Shortly after the tragic loss of William Lewis, his widow Lucy married a fellow officer, Captain John Marks in May of 1780. John Marks was a friend of Thomas Jefferson and was forced to leave the military for health-related reasons. Some time after the Revolution ended Capt. Marks moved the entire family to Broad River Valley, Georgia as part of the new settlement Goosepond Community created by General George Mathews (Hendrix p. 26). Though Meriwether had inherited Locust Hill through tradition primogeniture upon his father's death, he was too young to run the large plantation and family members held it in trust for him while he accompanied his family to their new home.

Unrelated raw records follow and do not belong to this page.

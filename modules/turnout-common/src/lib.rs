pub mod config;
pub mod error;
pub mod geo;
pub mod types;

pub use config::Config;
pub use error::DispatchError;
pub use types::*;
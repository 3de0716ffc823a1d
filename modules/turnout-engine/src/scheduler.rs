//! Delayed-work seam: "run this job after N milliseconds", at-least-once.

use std::collections::HashMap;
use std::sync::atomic::{AtomicBool, AtomicU64, Ordering};
use std::sync::{Arc, Mutex, OnceLock};
use std::time::Duration;

use async_trait::async_trait;
use tracing::warn;
use turnout_common::JobHandle;

use crate::travel::TravelJob;

#[derive(Debug, Clone)]
pub enum Job {
    Travel(TravelJob),
    Tick,
}

/// Executes scheduled jobs. Implemented by the engine.
#[async_trait]
pub trait JobRunner: Send + Sync {
    async fn run(&self, job: Job);
}

pub trait Scheduler: Send + Sync {
    /// Fire-and-forget one-shot. The caller gets no handle and no result.
    fn schedule(&self, job: Job, delay: Duration);

    /// Arrange a recurring job. The returned handle is the only way to stop it.
    fn schedule_recurring(&self, job: Job, period: Duration) -> JobHandle;

    /// Cancel a recurring job. Unknown or already-cancelled handles are a
    /// no-op; cancellation always succeeds from the caller's point of view.
    fn cancel(&self, handle: JobHandle);
}

// ---------------------------------------------------------------------------
// TokioScheduler (production)
// ---------------------------------------------------------------------------

/// Tokio-backed scheduler. One spawned task per job; recurring jobs loop on
/// a sleep and check a cancellation flag between runs, so a run already in
/// flight completes even if the job is cancelled meanwhile.
#[derive(Default)]
pub struct TokioScheduler {
    runner: OnceLock<Arc<dyn JobRunner>>,
    recurring: Mutex<HashMap<JobHandle, Arc<AtomicBool>>>,
    next_handle: AtomicU64,
}

impl TokioScheduler {
    pub fn new() -> Self {
        Self::default()
    }

    /// Attach the job runner. Called once during wiring, after the engine
    /// exists; jobs scheduled before binding are dropped with a warning.
    pub fn bind(&self, runner: Arc<dyn JobRunner>) {
        if self.runner.set(runner).is_err() {
            warn!("scheduler runner already bound");
        }
    }

    fn runner(&self) -> Option<Arc<dyn JobRunner>> {
        self.runner.get().cloned()
    }
}

impl Scheduler for TokioScheduler {
    fn schedule(&self, job: Job, delay: Duration) {
        let Some(runner) = self.runner() else {
            warn!("no runner bound; dropping scheduled job");
            return;
        };
        tokio::spawn(async move {
            if !delay.is_zero() {
                tokio::time::sleep(delay).await;
            }
            runner.run(job).await;
        });
    }

    fn schedule_recurring(&self, job: Job, period: Duration) -> JobHandle {
        let handle = JobHandle(self.next_handle.fetch_add(1, Ordering::SeqCst));
        let Some(runner) = self.runner() else {
            warn!("no runner bound; recurring job not started");
            return handle;
        };
        let cancelled = Arc::new(AtomicBool::new(false));
        self.recurring
            .lock()
            .unwrap()
            .insert(handle, cancelled.clone());
        tokio::spawn(async move {
            loop {
                tokio::time::sleep(period).await;
                if cancelled.load(Ordering::Relaxed) {
                    break;
                }
                runner.run(job.clone()).await;
            }
        });
        handle
    }

    fn cancel(&self, handle: JobHandle) {
        if let Some(flag) = self.recurring.lock().unwrap().remove(&handle) {
            flag.store(true, Ordering::Relaxed);
        }
    }
}

// ---------------------------------------------------------------------------
// ManualScheduler (tests)
// ---------------------------------------------------------------------------

/// Records what was scheduled instead of running it. Tests drain the queue
/// and fire jobs against the engine at moments of their choosing.
#[derive(Default)]
pub struct ManualScheduler {
    one_shots: Mutex<Vec<(Job, Duration)>>,
    recurring: Mutex<Vec<(Job, Duration, JobHandle)>>,
    cancelled: Mutex<Vec<JobHandle>>,
    next_handle: AtomicU64,
}

impl ManualScheduler {
    pub fn new() -> Self {
        Self::default()
    }

    /// Take every one-shot scheduled so far, in scheduling order.
    pub fn drain(&self) -> Vec<(Job, Duration)> {
        std::mem::take(&mut *self.one_shots.lock().unwrap())
    }

    pub fn recurring(&self) -> Vec<(Job, Duration, JobHandle)> {
        self.recurring.lock().unwrap().clone()
    }

    pub fn cancelled(&self) -> Vec<JobHandle> {
        self.cancelled.lock().unwrap().clone()
    }
}

impl Scheduler for ManualScheduler {
    fn schedule(&self, job: Job, delay: Duration) {
        self.one_shots.lock().unwrap().push((job, delay));
    }

    fn schedule_recurring(&self, job: Job, period: Duration) -> JobHandle {
        let handle = JobHandle(self.next_handle.fetch_add(1, Ordering::SeqCst));
        self.recurring.lock().unwrap().push((job, period, handle));
        handle
    }

    fn cancel(&self, handle: JobHandle) {
        self.cancelled.lock().unwrap().push(handle);
    }
}
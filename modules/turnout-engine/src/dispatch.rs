//! Incident/resource state machine.
//!
//! Status changes happen only here and in the travel/tick paths; every
//! multi-row mutation commits as one batch so concurrent readers never see a
//! half-applied dispatch or close.

use chrono::Utc;
use serde_json::json;
use tracing::info;
use turnout_common::{
    Assignment, DispatchError, Incident, IncidentStatus, IncidentType, Recommendation,
    ResourceStatus,
};
use turnout_events::{AppendEvent, EntityKind, EventKind};
use turnout_store::WriteBatch;
use uuid::Uuid;

use crate::DispatchEngine;

#[derive(Debug, Clone)]
pub struct NewIncident {
    pub incident_type: IncidentType,
    pub priority: u8,
    pub lat: f64,
    pub lng: f64,
    pub label: Option<String>,
    pub people_inside_unknown: bool,
    pub severity: Option<i32>,
}

#[derive(Debug, Clone)]
pub struct AssignmentRequest {
    pub resource_id: Uuid,
    pub role: Option<String>,
}

/// An incident together with its assignments and the current recommendation.
#[derive(Debug, Clone)]
pub struct IncidentDetail {
    pub incident: Incident,
    pub assignments: Vec<Assignment>,
    pub recommended: Option<Recommendation>,
}

impl DispatchEngine {
    pub async fn create_incident(&self, new: NewIncident) -> Result<Incident, DispatchError> {
        if !(1..=5).contains(&new.priority) {
            return Err(DispatchError::Validation(format!(
                "priority {} outside 1-5",
                new.priority
            )));
        }
        let mut incident = Incident {
            id: Uuid::new_v4(),
            incident_type: new.incident_type,
            priority: new.priority,
            lat: new.lat,
            lng: new.lng,
            label: new.label,
            severity: 0,
            people_inside_unknown: new.people_inside_unknown,
            status: IncidentStatus::New,
            created_at: Utc::now(),
            closed_at: None,
        };
        incident.set_severity(new.severity.unwrap_or(self.config.default_severity));
        self.store.insert_incident(incident.clone()).await?;

        self.recorder
            .record(
                AppendEvent::new(EventKind::IncidentCreated, EntityKind::Incident, incident.id)
                    .with_payload(json!({
                        "type": incident.incident_type,
                        "priority": incident.priority,
                        "location": { "lat": incident.lat, "lng": incident.lng },
                    }))
                    .with_incident(incident.id),
            )
            .await?;

        info!(incident = %incident.id, kind = %incident.incident_type, "incident created");
        Ok(incident)
    }

    /// The incident with its assignments and a fresh recommendation attached.
    pub async fn incident_detail(&self, id: Uuid) -> Result<IncidentDetail, DispatchError> {
        let incident = self
            .store
            .incident(id)
            .await?
            .ok_or_else(|| DispatchError::NotFound(format!("incident {id}")))?;
        let assignments = self.store.assignments_for_incident(id).await?;
        let recommended = self
            .evaluate(
                incident.incident_type,
                incident.priority,
                incident.people_inside_unknown,
            )
            .await?;
        Ok(IncidentDetail {
            incident,
            assignments,
            recommended,
        })
    }

    /// Assign resources and move the incident to DISPATCHED. All assignment
    /// and resource writes plus the incident status write are one batch; if
    /// anything is invalid, nothing is applied.
    pub async fn dispatch(
        &self,
        incident_id: Uuid,
        requests: &[AssignmentRequest],
    ) -> Result<Incident, DispatchError> {
        let mut incident = self
            .store
            .incident(incident_id)
            .await?
            .ok_or_else(|| DispatchError::NotFound(format!("incident {incident_id}")))?;
        if incident.status == IncidentStatus::Closed {
            return Err(DispatchError::InvalidStateTransition(
                "cannot dispatch a closed incident".into(),
            ));
        }

        // Resolve every resource up front so a bad id fails before any write.
        let mut resources = Vec::with_capacity(requests.len());
        for request in requests {
            let resource = self
                .store
                .resource(request.resource_id)
                .await?
                .ok_or_else(|| DispatchError::NotFound(format!("resource {}", request.resource_id)))?;
            resources.push(resource);
        }

        let now = Utc::now();
        let mut batch = WriteBatch::new();
        for (request, resource) in requests.iter().zip(resources.iter_mut()) {
            batch = batch.upsert_assignment(Assignment {
                incident_id,
                resource_id: resource.id,
                role: request.role.clone(),
            });
            resource.status = ResourceStatus::Mobilised;
            resource.current_incident_id = Some(incident_id);
            resource.status_changed_at = now;
            batch = batch.put_resource(resource.clone());
        }
        incident.status = IncidentStatus::Dispatched;
        batch = batch.put_incident(incident.clone());
        self.store.commit(batch).await?;

        self.recorder
            .record(
                AppendEvent::new(EventKind::IncidentDispatched, EntityKind::Incident, incident_id)
                    .with_payload(json!({
                        "assignments": requests.iter().map(|r| r.resource_id).collect::<Vec<_>>(),
                    }))
                    .with_incident(incident_id),
            )
            .await?;

        for resource in &resources {
            self.recorder
                .record(
                    AppendEvent::new(EventKind::ResourceMobilised, EntityKind::Resource, resource.id)
                        .with_payload(json!({
                            "incidentId": incident_id,
                            "callSign": resource.call_sign,
                        }))
                        .with_incident(incident_id),
                )
                .await?;
            self.plan_travel(
                resource.id,
                resource.station_id,
                incident_id,
                incident.lat,
                incident.lng,
            )
            .await?;
        }

        info!(incident = %incident_id, units = requests.len(), "incident dispatched");
        Ok(incident)
    }

    /// Close the incident and force-release every assigned resource back to
    /// AVAILABLE, whatever state it was in. Closing an already-closed
    /// incident is an idempotent no-op.
    pub async fn close(&self, incident_id: Uuid) -> Result<Incident, DispatchError> {
        let mut incident = self
            .store
            .incident(incident_id)
            .await?
            .ok_or_else(|| DispatchError::NotFound(format!("incident {incident_id}")))?;
        if incident.status == IncidentStatus::Closed {
            return Ok(incident);
        }

        let now = Utc::now();
        incident.status = IncidentStatus::Closed;
        incident.closed_at = Some(now);

        let mut batch = WriteBatch::new().put_incident(incident.clone());
        for assignment in self.store.assignments_for_incident(incident_id).await? {
            if let Some(mut resource) = self.store.resource(assignment.resource_id).await? {
                resource.status = ResourceStatus::Available;
                resource.current_incident_id = None;
                resource.eta_minutes = None;
                resource.status_changed_at = now;
                batch = batch.put_resource(resource);
            }
        }
        self.store.commit(batch).await?;

        self.recorder
            .record(
                AppendEvent::new(EventKind::IncidentClosed, EntityKind::Incident, incident_id)
                    .with_incident(incident_id),
            )
            .await?;

        info!(incident = %incident_id, "incident closed");
        Ok(incident)
    }

    /// Administrative resource transitions (RETURNING, OFFLINE, back to
    /// AVAILABLE). Not driven by the simulation tick.
    pub async fn set_resource_status(
        &self,
        resource_id: Uuid,
        status: ResourceStatus,
    ) -> Result<(), DispatchError> {
        let mut resource = self
            .store
            .resource(resource_id)
            .await?
            .ok_or_else(|| DispatchError::NotFound(format!("resource {resource_id}")))?;
        let incident_id = resource.current_incident_id;
        resource.status = status;
        resource.status_changed_at = Utc::now();
        if status == ResourceStatus::Available {
            resource.current_incident_id = None;
            resource.eta_minutes = None;
        }
        let call_sign = resource.call_sign.clone();
        self.store
            .commit(WriteBatch::new().put_resource(resource))
            .await?;

        let kind = match status {
            ResourceStatus::Returning => Some(EventKind::ResourceReturning),
            ResourceStatus::Available => Some(EventKind::ResourceAvailable),
            _ => None,
        };
        if let Some(kind) = kind {
            let mut event = AppendEvent::new(kind, EntityKind::Resource, resource_id)
                .with_payload(json!({ "callSign": call_sign }));
            if let Some(incident_id) = incident_id {
                event = event.with_incident(incident_id);
            }
            self.recorder.record(event).await?;
        }
        Ok(())
    }
}
//! In-memory repository. One mutex guards all tables, so a committed batch is
//! observable only as a whole.

use std::collections::HashMap;
use std::sync::Mutex;

use anyhow::{anyhow, Result};
use async_trait::async_trait;
use turnout_common::{
    Assignment, Incident, IncidentStatus, Resource, RuleSet, SimulationState, Station,
};
use uuid::Uuid;

use crate::batch::{WriteBatch, WriteOp};
use crate::traits::Repository;

#[derive(Default)]
struct Tables {
    incidents: HashMap<Uuid, Incident>,
    resources: HashMap<Uuid, Resource>,
    stations: HashMap<Uuid, Station>,
    /// Insertion order preserved; assignments are history, never deleted.
    assignments: Vec<Assignment>,
    rule_sets: Vec<RuleSet>,
    simulation_state: Option<SimulationState>,
}

#[derive(Default)]
pub struct MemoryStore {
    tables: Mutex<Tables>,
}

impl MemoryStore {
    pub fn new() -> Self {
        Self::default()
    }
}

#[async_trait]
impl Repository for MemoryStore {
    async fn incident(&self, id: Uuid) -> Result<Option<Incident>> {
        Ok(self.tables.lock().unwrap().incidents.get(&id).cloned())
    }

    async fn incidents_by_status(&self, status: IncidentStatus) -> Result<Vec<Incident>> {
        let tables = self.tables.lock().unwrap();
        let mut incidents: Vec<Incident> = tables
            .incidents
            .values()
            .filter(|i| i.status == status)
            .cloned()
            .collect();
        incidents.sort_by_key(|i| i.created_at);
        Ok(incidents)
    }

    async fn insert_incident(&self, incident: Incident) -> Result<()> {
        self.tables
            .lock()
            .unwrap()
            .incidents
            .insert(incident.id, incident);
        Ok(())
    }

    async fn resource(&self, id: Uuid) -> Result<Option<Resource>> {
        Ok(self.tables.lock().unwrap().resources.get(&id).cloned())
    }

    async fn resources(&self) -> Result<Vec<Resource>> {
        let tables = self.tables.lock().unwrap();
        let mut resources: Vec<Resource> = tables.resources.values().cloned().collect();
        resources.sort_by(|a, b| a.call_sign.cmp(&b.call_sign));
        Ok(resources)
    }

    async fn insert_resource(&self, resource: Resource) -> Result<()> {
        self.tables
            .lock()
            .unwrap()
            .resources
            .insert(resource.id, resource);
        Ok(())
    }

    async fn station(&self, id: Uuid) -> Result<Option<Station>> {
        Ok(self.tables.lock().unwrap().stations.get(&id).cloned())
    }

    async fn stations(&self) -> Result<Vec<Station>> {
        let tables = self.tables.lock().unwrap();
        let mut stations: Vec<Station> = tables.stations.values().cloned().collect();
        stations.sort_by(|a, b| a.name.cmp(&b.name));
        Ok(stations)
    }

    async fn insert_station(&self, station: Station) -> Result<()> {
        self.tables
            .lock()
            .unwrap()
            .stations
            .insert(station.id, station);
        Ok(())
    }

    async fn assignments_for_incident(&self, incident_id: Uuid) -> Result<Vec<Assignment>> {
        let tables = self.tables.lock().unwrap();
        Ok(tables
            .assignments
            .iter()
            .filter(|a| a.incident_id == incident_id)
            .cloned()
            .collect())
    }

    async fn rule_set(&self, id: Uuid) -> Result<Option<RuleSet>> {
        let tables = self.tables.lock().unwrap();
        Ok(tables.rule_sets.iter().find(|rs| rs.id == id).cloned())
    }

    async fn rule_sets(&self) -> Result<Vec<RuleSet>> {
        Ok(self.tables.lock().unwrap().rule_sets.clone())
    }

    async fn active_rule_set(&self) -> Result<Option<RuleSet>> {
        let tables = self.tables.lock().unwrap();
        Ok(tables.rule_sets.iter().find(|rs| rs.is_active).cloned())
    }

    async fn insert_rule_set(&self, rule_set: RuleSet) -> Result<()> {
        self.tables.lock().unwrap().rule_sets.push(rule_set);
        Ok(())
    }

    async fn simulation_state(&self) -> Result<SimulationState> {
        let mut tables = self.tables.lock().unwrap();
        Ok(tables
            .simulation_state
            .get_or_insert_with(SimulationState::default)
            .clone())
    }

    async fn commit(&self, batch: WriteBatch) -> Result<()> {
        let mut tables = self.tables.lock().unwrap();

        // Validate before touching anything; a failed batch leaves no trace.
        for op in &batch.ops {
            if let WriteOp::ActivateRuleSet(id) = op {
                if !tables.rule_sets.iter().any(|rs| rs.id == *id) {
                    return Err(anyhow!("rule set {id} does not exist"));
                }
            }
        }

        for op in batch.ops {
            match op {
                WriteOp::PutIncident(incident) => {
                    tables.incidents.insert(incident.id, incident);
                }
                WriteOp::PutResource(resource) => {
                    tables.resources.insert(resource.id, resource);
                }
                WriteOp::UpsertAssignment(assignment) => {
                    match tables.assignments.iter_mut().find(|a| {
                        a.incident_id == assignment.incident_id
                            && a.resource_id == assignment.resource_id
                    }) {
                        Some(existing) => existing.role = assignment.role,
                        None => tables.assignments.push(assignment),
                    }
                }
                WriteOp::ActivateRuleSet(id) => {
                    for rs in tables.rule_sets.iter_mut() {
                        rs.is_active = rs.id == id;
                    }
                }
                WriteOp::PutSimulationState(state) => {
                    tables.simulation_state = Some(state);
                }
            }
        }
        Ok(())
    }
}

At this time Georgia was considered more of a frontier territory than Albemarle County, Virginia. This area was "a wilderness of hard-woods and deciduous trees- walnut, poplar, white oak, ash, pine, hickory, chestnut, birch, and beech- with carpets of wild grasses, pea vines, shrubs, and reed canes along the streams" (Hendrix p. 25). It was in this raw, untamed land that Meriwether enhanced his skills as a hunter and outdoorsman. Also, it was at this time that Meriwether became interested in natural history, a lifelong passion. Lucy Marks taught her eldest son how to gather wild herbs for medicinal purposes (Hendrix p. 25). It was also in Broad River that Meriwether Lewis first dealt with a native Indian group. The Cherokee Indians lived in antagonistic proximity to the white settlers, but Meriwether seems to have been a champion for the Cherokee amongst his own people. The family grew while in Broad River when Lucy Marks gave birth to Meriwether's half-brother and sister, John Hastings Marks in 1785 and Mary Garland Marks in 1788 (Lewis p. 14). Meriwether Lewis stayed in Georgia only a short time, he chose to return to Virginia sometime between the ages of 12 and 14 to claim his inheritance, Locust Hill and to take his place amongst the community of Albemarle County.